= Satellite dispenser =

A satellite dispenser is a space tug usually released from the upper stage (sometimes called kick stage) of a rocket and designed to fly small secondary payloads to their desired location before deploying them.

Project West Ford launched 480,000,000 needles in space in 1961 and 1963 using a dispenser.

The company Moog Inc. launched a satellite dispenser on a Falcon 9 rocket on 14 July 2014, placing 6 Orbcomm satellites in orbit.

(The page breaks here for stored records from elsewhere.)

//! Ingestion: validate, dedup, persist RECEIVED, publish to the scheduler.
//!
//! Validation failures and duplicates are rejected here and never enter
//! the pipeline.

use crate::dedup::DedupGuard;
use crate::error::{EngineError, EngineResult};
use crate::events::ScheduledEvent;
use crate::model::{
    EmployerId, EmployerStatus, EndorsementId, EndorsementRequest, EndorsementStatus,
    EndorsementType,
};
use crate::store::Datastore;
use crate::topics;
use chrono::NaiveDate;
use ems_connectors::bus::{HEADER_EMPLOYER_ID, HEADER_SOURCE, HEADER_TRACE_ID};
use ems_connectors::{BusMessage, BusProducer};
use metrics::counter;
use serde_json::Value;
use std::sync::Arc;
use tracing::info;

const SOURCE: &str = "ingestion";

/// A submitted change request, pre-persistence
#[derive(Debug, Clone)]
pub struct NewEndorsement {
    pub employer_id: EmployerId,
    pub request_type: EndorsementType,
    pub payload: Value,
    pub effective_date: NaiveDate,
    pub trace_id: Option<String>,
}

/// Front door of the pipeline
pub struct IngestionService {
    datastore: Arc<Datastore>,
    bus: Arc<dyn BusProducer>,
    dedup: DedupGuard,
}

impl IngestionService {
    pub fn new(datastore: Arc<Datastore>, bus: Arc<dyn BusProducer>, dedup: DedupGuard) -> Self {
        Self {
            datastore,
            bus,
            dedup,
        }
    }

    /// Admit a request: dedup-guarded, persisted as RECEIVED, published on
    /// the ingestion topic for the scheduler to buffer.
    pub async fn submit(&self, submission: NewEndorsement) -> EngineResult<EndorsementRequest> {
        let employer = self.datastore.get_employer(&submission.employer_id).await?;
        if employer.status != EmployerStatus::Active {
            return Err(EngineError::Validation(format!(
                "employer {} is not active",
                employer.id
            )));
        }
        if submission.payload.is_null() {
            return Err(EngineError::Validation("payload must not be null".to_string()));
        }

        self.dedup
            .check(submission.employer_id.as_str(), &submission.payload)
            .await?;

        let request = EndorsementRequest {
            id: EndorsementId::generate(),
            employer_id: submission.employer_id.clone(),
            request_type: submission.request_type,
            status: EndorsementStatus::Received,
            payload: submission.payload.clone(),
            retry_count: 0,
            effective_date: submission.effective_date,
            trace_id: submission.trace_id.clone(),
            created_at: chrono::Utc::now(),
        };
        self.datastore.insert_endorsement(request.clone());
        counter!("ems_endorsements_processed_total",
            "status" => EndorsementStatus::Received.as_str(),
            "type" => request.request_type.as_str())
        .increment(1);

        let event = ScheduledEvent {
            endorsement_id: request.id.to_string(),
            employer_id: request.employer_id.to_string(),
            request_type: request.request_type.as_str().to_string(),
            effective_date: Some(request.effective_date),
            payload: request.payload.clone(),
            trace_id: request.trace_id.clone(),
            retry_count: 0,
        };
        let mut message = BusMessage::json(
            topics::ENDORSEMENT_INGESTED,
            Some(request.id.as_str()),
            &event,
        )?
        .with_header(HEADER_SOURCE, SOURCE)
        .with_header(HEADER_EMPLOYER_ID, request.employer_id.to_string());
        if let Some(trace_id) = &request.trace_id {
            message = message.with_header(HEADER_TRACE_ID, trace_id.clone());
        }
        self.bus.publish(message).await?;
        counter!("ems_messages_produced_total", "topic" => topics::ENDORSEMENT_INGESTED)
            .increment(1);

        info!(
            endorsement_id = %request.id,
            employer_id = %request.employer_id,
            request_type = request.request_type.as_str(),
            "endorsement_ingested"
        );
        Ok(request)
    }
}

#[cfg(test)]
mod tests {
    use super::*;
    use crate::model::Employer;
    use ems_connectors::{InMemoryBus, ManualClock, MemoryKvStore};
    use rust_decimal_macros::dec;
    use serde_json::json;

    struct Fixture {
        service: IngestionService,
        datastore: Arc<Datastore>,
        bus: InMemoryBus,
    }

    fn fixture() -> Fixture {
        let clock = Arc::new(ManualClock::new(0));
        let datastore = Arc::new(Datastore::new());
        let bus = InMemoryBus::new(clock.clone());
        let dedup = DedupGuard::new(Arc::new(MemoryKvStore::new(clock)), 86_400);
        let service = IngestionService::new(datastore.clone(), Arc::new(bus.clone()), dedup);
        Fixture {
            service,
            datastore,
            bus,
        }
    }

    fn submission(employer_id: &EmployerId) -> NewEndorsement {
        NewEndorsement {
            employer_id: employer_id.clone(),
            request_type: EndorsementType::Addition,
            payload: json!({"employee_id": "e42", "coverage": {"amount": "200.00"}}),
            effective_date: "2026-08-01".parse().unwrap(),
            trace_id: Some("t-1".to_string()),
        }
    }

    #[tokio::test]
    async fn test_submit_persists_and_publishes() {
        let f = fixture();
        let employer_id = f.datastore.insert_employer(Employer::new("Acme", dec!(1000)));
        let mut rx = f.bus.subscribe(&[topics::ENDORSEMENT_INGESTED]);

        let request = f.service.submit(submission(&employer_id)).await.unwrap();
        assert_eq!(request.status, EndorsementStatus::Received);

        let event: ScheduledEvent = rx.recv().await.unwrap().parse().unwrap();
        assert_eq!(event.endorsement_id, request.id.to_string());
        assert_eq!(event.request_type, "ADDITION");
    }

    #[tokio::test]
    async fn test_duplicate_within_window_rejected() {
        let f = fixture();
        let employer_id = f.datastore.insert_employer(Employer::new("Acme", dec!(1000)));

        f.service.submit(submission(&employer_id)).await.unwrap();
        let err = f.service.submit(submission(&employer_id)).await.unwrap_err();
        assert!(matches!(err, EngineError::DuplicateRequest(_)));

        // Exactly one row exists
        assert_eq!(f.datastore.endorsements_by_employer(&employer_id).len(), 1);
    }

    #[tokio::test]
    async fn test_unknown_employer_rejected() {
        let f = fixture();
        let err = f
            .service
            .submit(submission(&EmployerId::from("ghost")))
            .await
            .unwrap_err();
        assert!(matches!(err, EngineError::EmployerNotFound(_)));
    }
}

SHERPA is a satellite dispenser first launched on 3 December 2018 on a rideshare mission called SSO-A: SmallSat Express. The two SHERPA dispensers placed 64 satellites, after separating from the Falcon 9 Block 5 rocket once it entered a polar Sun-synchronous orbit around 575 kilometers above Earth.

Canisterized Satellite Dispenser is a satellite dispenser created by Planetary Systems Corp, launched on 17 April 2019 with the Cygnus NG-11 mission.

ION CubeSat Carrier is a satellite dispenser launched on 3 September 2020 on a Vega rocket, mission Vega flight VV16, and carried 12 SuperDove satellites from Planet Labs.

The company Launcher is developing an orbital transfer vehicle named Orbiter which will be able to carry up to 90U of cubesats or other smallsats.